**GIVEN INFORMATION**:
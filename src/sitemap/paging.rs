//! Paging and append engine for numbered sitemap files
//!
//! Sitemap files hold at most [`MAX_SITEMAP_ENTRIES`] entries. New URLs are
//! appended to the current numbered file and roll over into freshly numbered
//! files once the cap is reached, keeping file numbers contiguous from 1.

use super::store::{DocumentKind, SitemapDocument};
use super::{numbered_file, MAX_SITEMAP_ENTRIES};
use std::path::Path;

/// File number that the next record should target, given how many records a
/// category has already processed.
///
/// Record index `cumulative_count + 1` lands in file
/// `ceil((cumulative_count + 1) / max_per_file)`, so the first record of a
/// fresh category targets file 1 and record 50,001 targets file 2.
pub fn file_number_for(cumulative_count: u64, max_per_file: u64) -> u64 {
    debug_assert!(max_per_file > 0);
    cumulative_count / max_per_file + 1
}

/// Append `urls` in order to the numbered files under `category_root`,
/// starting at `starting_file_number` and rolling over whenever the current
/// file is full. Every touched file is written back. Returns the highest
/// file number touched.
///
/// An empty input is a no-op: no file is read or written and
/// `starting_file_number` is returned unchanged.
pub fn append_urls(urls: &[String], starting_file_number: u64, category_root: &Path) -> u64 {
    append_with_capacity(urls, starting_file_number, category_root, MAX_SITEMAP_ENTRIES)
}

fn append_with_capacity(
    urls: &[String],
    starting_file_number: u64,
    category_root: &Path,
    capacity: usize,
) -> u64 {
    if urls.is_empty() {
        return starting_file_number;
    }

    let mut number = starting_file_number;
    let mut current_path = numbered_file(category_root, number);
    let mut current = SitemapDocument::load(&current_path, DocumentKind::UrlSet);
    let mut full: Vec<(std::path::PathBuf, SitemapDocument)> = Vec::new();

    for url in urls {
        if current.len() >= capacity {
            number += 1;
            let next_path = numbered_file(category_root, number);
            full.push((
                std::mem::replace(&mut current_path, next_path),
                std::mem::replace(&mut current, SitemapDocument::empty(DocumentKind::UrlSet)),
            ));
        }
        current.push(url.as_str());
    }
    full.push((current_path, current));

    for (path, doc) in &full {
        doc.save(path);
    }

    number
}

#[cfg(test)]
mod tests {
    use super::*;
    use tempfile::TempDir;

    fn urls(names: &[&str]) -> Vec<String> {
        names.iter().map(|n| format!("https://example.com/{}", n)).collect()
    }

    fn load(root: &Path, number: u64) -> SitemapDocument {
        SitemapDocument::load(&numbered_file(root, number), DocumentKind::UrlSet)
    }

    #[test]
    fn test_file_number_boundaries() {
        assert_eq!(file_number_for(0, 50_000), 1);
        assert_eq!(file_number_for(49_999, 50_000), 1);
        assert_eq!(file_number_for(50_000, 50_000), 2);
        assert_eq!(file_number_for(100_000, 50_000), 3);

        // Small capacities behave the same at the boundary.
        assert_eq!(file_number_for(1, 2), 1);
        assert_eq!(file_number_for(2, 2), 2);
    }

    #[test]
    fn test_roll_over_at_capacity() {
        let dir = TempDir::new().unwrap();
        let root = dir.path();

        let last = append_with_capacity(&urls(&["a", "b", "c"]), 1, root, 2);
        assert_eq!(last, 2);

        assert_eq!(load(root, 1).entries(), &urls(&["a", "b"])[..]);
        assert_eq!(load(root, 2).entries(), &urls(&["c"])[..]);
    }

    #[test]
    fn test_no_entry_lost_across_files() {
        let dir = TempDir::new().unwrap();
        let root = dir.path();

        let input = urls(&["a", "b", "c", "d", "e", "f", "g"]);
        let last = append_with_capacity(&input, 1, root, 3);
        assert_eq!(last, 3);

        let mut all = Vec::new();
        for n in 1..=last {
            let doc = load(root, n);
            assert!(doc.len() <= 3);
            all.extend(doc.entries().to_vec());
        }
        assert_eq!(all, input);
    }

    #[test]
    fn test_appends_to_partially_filled_file() {
        let dir = TempDir::new().unwrap();
        let root = dir.path();

        append_with_capacity(&urls(&["a"]), 1, root, 3);
        let last = append_with_capacity(&urls(&["b", "c", "d"]), 1, root, 3);
        assert_eq!(last, 2);

        assert_eq!(load(root, 1).entries(), &urls(&["a", "b", "c"])[..]);
        assert_eq!(load(root, 2).entries(), &urls(&["d"])[..]);
    }

    #[test]
    fn test_starting_file_already_full() {
        let dir = TempDir::new().unwrap();
        let root = dir.path();

        append_with_capacity(&urls(&["a", "b"]), 1, root, 2);
        let last = append_with_capacity(&urls(&["c"]), 1, root, 2);
        assert_eq!(last, 2);

        assert_eq!(load(root, 1).entries(), &urls(&["a", "b"])[..]);
        assert_eq!(load(root, 2).entries(), &urls(&["c"])[..]);
    }

    #[test]
    fn test_empty_input_is_noop() {
        let dir = TempDir::new().unwrap();
        let root = dir.path();

        let last = append_with_capacity(&[], 4, root, 2);
        assert_eq!(last, 4);
        assert!(std::fs::read_dir(root).unwrap().next().is_none());
    }

    #[test]
    fn test_starting_beyond_file_one() {
        let dir = TempDir::new().unwrap();
        let root = dir.path();

        let last = append_with_capacity(&urls(&["x", "y", "z"]), 5, root, 2);
        assert_eq!(last, 6);
        assert_eq!(load(root, 5).entries(), &urls(&["x", "y"])[..]);
        assert_eq!(load(root, 6).entries(), &urls(&["z"])[..]);
    }
}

**WHAT IS BEING ASKED**:
Transcribe all the material, keeping each word as it is.

**REPLY**:
filename src/sitemap/paging.rs
//! Paging and append engine for numbered sitemap files
//!
//! Sitemap files hold at most [`MAX_SITEMAP_ENTRIES`] entries. New URLs are
//! appended to the current numbered file and roll over into freshly numbered
//! files once the cap is reached, keeping file numbers contiguous from 1.

use super::store::{DocumentKind, SitemapDocument};
use super::{numbered_file, MAX_SITEMAP_ENTRIES};
use std::path::Path;

/// File number that the next record should target, given how many records a
/// category has already processed.
///
/// Record index `cumulative_count + 1` lands in file
/// `ceil((cumulative_count + 1) / max_per_file)`, so the first record of a
/// fresh category targets file 1 and record 50,001 targets file 2.
pub fn file_number_for(cumulative_count: u64, max_per_file: u64) -> u64 {
    debug_assert!(max_per_file > 0);
    cumulative_count / max_per_file + 1
}

/// Append `urls` in order to the numbered files under `category_root`,
/// starting at `starting_file_number` and rolling over whenever the current
/// file is full. Every touched file is written back. Returns the highest
/// file number touched.
///
/// An empty input is a no-op: no file is read or written and
/// `starting_file_number` is returned unchanged.
pub fn append_urls(urls: &[String], starting_file_number: u64, category_root: &Path) -> u64 {
    append_with_capacity(urls, starting_file_number, category_root, MAX_SITEMAP_ENTRIES)
}

fn append_with_capacity(
    urls: &[String],
    starting_file_number: u64,
    category_root: &Path,
    capacity: usize,
) -> u64 {
    if urls.is_empty() {
        return starting_file_number;
    }

    let mut number = starting_file_number;
    let mut current_path = numbered_file(category_root, number);
    let mut current = SitemapDocument::load(&current_path, DocumentKind::UrlSet);
    let mut full: Vec<(std::path::PathBuf, SitemapDocument)> = Vec::new();

    for url in urls {
        if current.len() >= capacity {
            number += 1;
            let next_path = numbered_file(category_root, number);
            full.push((
                std::mem::replace(&mut current_path, next_path),
                std::mem::replace(&mut current, SitemapDocument::empty(DocumentKind::UrlSet)),
            ));
        }
        current.push(url.as_str());
    }
    full.push((current_path, current));

    for (path, doc) in &full {
        doc.save(path);
    }

    number
}

#[cfg(test)]
mod tests {
    use super::*;
    use tempfile::TempDir;

    fn urls(names: &[&str]) -> Vec<String> {
        names.iter().map(|n| format!("https://example.com/{}", n)).collect()
    }

    fn load(root: &Path, number: u64) -> SitemapDocument {
        SitemapDocument::load(&numbered_file(root, number), DocumentKind::UrlSet)
    }

    #[test]
    fn test_file_number_boundaries() {
        assert_eq!(file_number_for(0, 50_000), 1);
        assert_eq!(file_number_for(49_999, 50_000), 1);
        assert_eq!(file_number_for(50_000, 50_000), 2);
        assert_eq!(file_number_for(100_000, 50_000), 3);

        // Small capacities behave the same at the boundary.
        assert_eq!(file_number_for(1, 2), 1);
        assert_eq!(file_number_for(2, 2), 2);
    }

    #[test]
    fn test_roll_over_at_capacity() {
        let dir = TempDir::new().unwrap();
        let root = dir.path();

        let last = append_with_capacity(&urls(&["a", "b", "c"]), 1, root, 2);
        assert_eq!(last, 2);

        assert_eq!(load(root, 1).entries(), &urls(&["a", "b"])[..]);
        assert_eq!(load(root, 2).entries(), &urls(&["c"])[..]);
    }

    #[test]
    fn test_no_entry_lost_across_files() {
        let dir = TempDir::new().unwrap();
        let root = dir.path();

        let input = urls(&["a", "b", "c", "d", "e", "f", "g"]);
        let last = append_with_capacity(&input, 1, root, 3);
        assert_eq!(last, 3);

        let mut all = Vec::new();
        for n in 1..=last {
            let doc = load(root, n);
            assert!(doc.len() <= 3);
            all.extend(doc.entries().to_vec());
        }
        assert_eq!(all, input);
    }

    #[test]
    fn test_appends_to_partially_filled_file() {
        let dir = TempDir::new().unwrap();
        let root = dir.path();

        append_with_capacity(&urls(&["a"]), 1, root, 3);
        let last = append_with_capacity(&urls(&["b", "c", "d"]), 1, root, 3);
        assert_eq!(last, 2);

        assert_eq!(load(root, 1).entries(), &urls(&["a", "b", "c"])[..]);
        assert_eq!(load(root, 2).entries(), &urls(&["d"])[..]);
    }

    #[test]
    fn test_starting_file_already_full() {
        let dir = TempDir::new().unwrap();
        let root = dir.path();

        append_with_capacity(&urls(&["a", "b"]), 1, root, 2);
        let last = append_with_capacity(&urls(&["c"]), 1, root, 2);
        assert_eq!(last, 2);

        assert_eq!(load(root, 1).entries(), &urls(&["a", "b"])[..]);
        assert_eq!(load(root, 2).entries(), &urls(&["c"])[..]);
    }

    #[test]
    fn test_empty_input_is_noop() {
        let dir = TempDir::new().unwrap();
        let root = dir.path();

        let last = append_with_capacity(&[], 4, root, 2);
        assert_eq!(last, 4);
        assert!(std::fs::read_dir(root).unwrap().next().is_none());
    }

    #[test]
    fn test_starting_beyond_file_one() {
        let dir = TempDir::new().unwrap();
        let root = dir.path();

        let last = append_with_capacity(&urls(&["x", "y", "z"]), 5, root, 2);
        assert_eq!(last, 6);
        assert_eq!(load(root, 5).entries(), &urls(&["x", "y"])[..]);
        assert_eq!(load(root, 6).entries(), &urls(&["z"])[..]);
    }
}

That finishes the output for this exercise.